Filter these entries, keeping only lines that hold the word "resets".
▽
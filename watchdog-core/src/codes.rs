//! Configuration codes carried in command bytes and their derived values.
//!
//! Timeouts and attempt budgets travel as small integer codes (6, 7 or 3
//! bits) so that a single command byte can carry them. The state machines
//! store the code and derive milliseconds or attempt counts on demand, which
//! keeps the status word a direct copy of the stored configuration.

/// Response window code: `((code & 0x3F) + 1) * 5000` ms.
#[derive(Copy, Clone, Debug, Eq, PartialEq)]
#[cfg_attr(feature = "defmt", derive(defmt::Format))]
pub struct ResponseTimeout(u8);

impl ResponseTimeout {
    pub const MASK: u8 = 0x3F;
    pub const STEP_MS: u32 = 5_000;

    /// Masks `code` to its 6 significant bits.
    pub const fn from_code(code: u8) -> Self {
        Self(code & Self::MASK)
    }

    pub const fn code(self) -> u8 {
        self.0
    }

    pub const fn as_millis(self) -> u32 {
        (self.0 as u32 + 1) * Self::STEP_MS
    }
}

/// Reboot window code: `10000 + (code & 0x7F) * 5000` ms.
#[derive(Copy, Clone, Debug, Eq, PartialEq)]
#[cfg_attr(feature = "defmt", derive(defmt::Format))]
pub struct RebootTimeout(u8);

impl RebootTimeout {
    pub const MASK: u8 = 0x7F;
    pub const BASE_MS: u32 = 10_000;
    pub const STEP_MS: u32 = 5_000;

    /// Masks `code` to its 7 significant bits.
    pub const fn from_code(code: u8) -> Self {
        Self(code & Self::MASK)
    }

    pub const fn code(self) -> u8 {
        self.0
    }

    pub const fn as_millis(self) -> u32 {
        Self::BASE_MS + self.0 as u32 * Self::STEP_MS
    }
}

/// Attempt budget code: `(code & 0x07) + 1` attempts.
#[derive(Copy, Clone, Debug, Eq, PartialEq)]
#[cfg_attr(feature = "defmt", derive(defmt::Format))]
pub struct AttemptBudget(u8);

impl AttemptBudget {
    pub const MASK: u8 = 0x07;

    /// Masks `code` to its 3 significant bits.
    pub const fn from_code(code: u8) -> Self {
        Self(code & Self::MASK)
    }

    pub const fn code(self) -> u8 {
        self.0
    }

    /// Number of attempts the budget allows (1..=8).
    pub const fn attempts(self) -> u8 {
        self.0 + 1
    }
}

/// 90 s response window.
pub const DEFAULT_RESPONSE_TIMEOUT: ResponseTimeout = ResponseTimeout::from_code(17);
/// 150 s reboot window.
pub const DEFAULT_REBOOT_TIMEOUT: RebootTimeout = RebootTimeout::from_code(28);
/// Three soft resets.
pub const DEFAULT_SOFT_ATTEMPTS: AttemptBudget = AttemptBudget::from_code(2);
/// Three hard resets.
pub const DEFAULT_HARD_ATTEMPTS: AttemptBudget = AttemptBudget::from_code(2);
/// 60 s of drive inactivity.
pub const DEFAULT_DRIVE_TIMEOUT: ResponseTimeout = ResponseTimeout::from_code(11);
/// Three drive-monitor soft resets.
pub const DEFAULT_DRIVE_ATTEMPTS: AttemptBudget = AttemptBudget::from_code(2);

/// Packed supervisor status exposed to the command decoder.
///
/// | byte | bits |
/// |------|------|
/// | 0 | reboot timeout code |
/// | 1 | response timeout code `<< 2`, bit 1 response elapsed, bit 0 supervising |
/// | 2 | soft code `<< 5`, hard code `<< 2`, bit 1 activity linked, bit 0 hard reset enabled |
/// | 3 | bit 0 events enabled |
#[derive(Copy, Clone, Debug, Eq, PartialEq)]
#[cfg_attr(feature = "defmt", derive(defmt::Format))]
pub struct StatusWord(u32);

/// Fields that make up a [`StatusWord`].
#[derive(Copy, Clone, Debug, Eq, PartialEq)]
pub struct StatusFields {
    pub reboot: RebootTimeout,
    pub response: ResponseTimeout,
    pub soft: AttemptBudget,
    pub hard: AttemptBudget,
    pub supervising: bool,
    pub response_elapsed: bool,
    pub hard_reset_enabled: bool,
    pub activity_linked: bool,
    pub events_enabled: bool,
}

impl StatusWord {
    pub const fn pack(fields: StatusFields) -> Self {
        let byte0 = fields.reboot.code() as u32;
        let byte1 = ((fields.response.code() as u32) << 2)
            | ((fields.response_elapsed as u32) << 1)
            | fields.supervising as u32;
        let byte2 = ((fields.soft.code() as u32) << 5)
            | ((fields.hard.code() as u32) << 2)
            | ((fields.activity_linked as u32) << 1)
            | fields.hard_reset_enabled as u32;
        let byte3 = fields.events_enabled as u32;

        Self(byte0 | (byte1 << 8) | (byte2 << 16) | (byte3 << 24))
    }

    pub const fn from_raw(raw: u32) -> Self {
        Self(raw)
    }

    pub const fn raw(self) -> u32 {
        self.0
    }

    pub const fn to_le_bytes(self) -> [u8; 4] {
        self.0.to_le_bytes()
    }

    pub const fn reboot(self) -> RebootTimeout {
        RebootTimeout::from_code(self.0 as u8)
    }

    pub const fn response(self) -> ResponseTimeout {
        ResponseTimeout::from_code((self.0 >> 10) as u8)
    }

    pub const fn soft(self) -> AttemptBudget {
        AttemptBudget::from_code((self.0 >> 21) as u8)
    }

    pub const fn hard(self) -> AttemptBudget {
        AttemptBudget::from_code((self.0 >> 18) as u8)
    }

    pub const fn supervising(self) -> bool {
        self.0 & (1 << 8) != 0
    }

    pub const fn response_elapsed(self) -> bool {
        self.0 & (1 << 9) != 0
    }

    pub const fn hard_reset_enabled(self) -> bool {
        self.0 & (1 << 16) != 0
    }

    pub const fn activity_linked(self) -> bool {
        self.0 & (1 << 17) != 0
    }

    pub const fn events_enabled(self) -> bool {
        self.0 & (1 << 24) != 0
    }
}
△
● Your response
/// Three soft resets.
/// Three hard resets.
/// Three drive-monitor soft resets.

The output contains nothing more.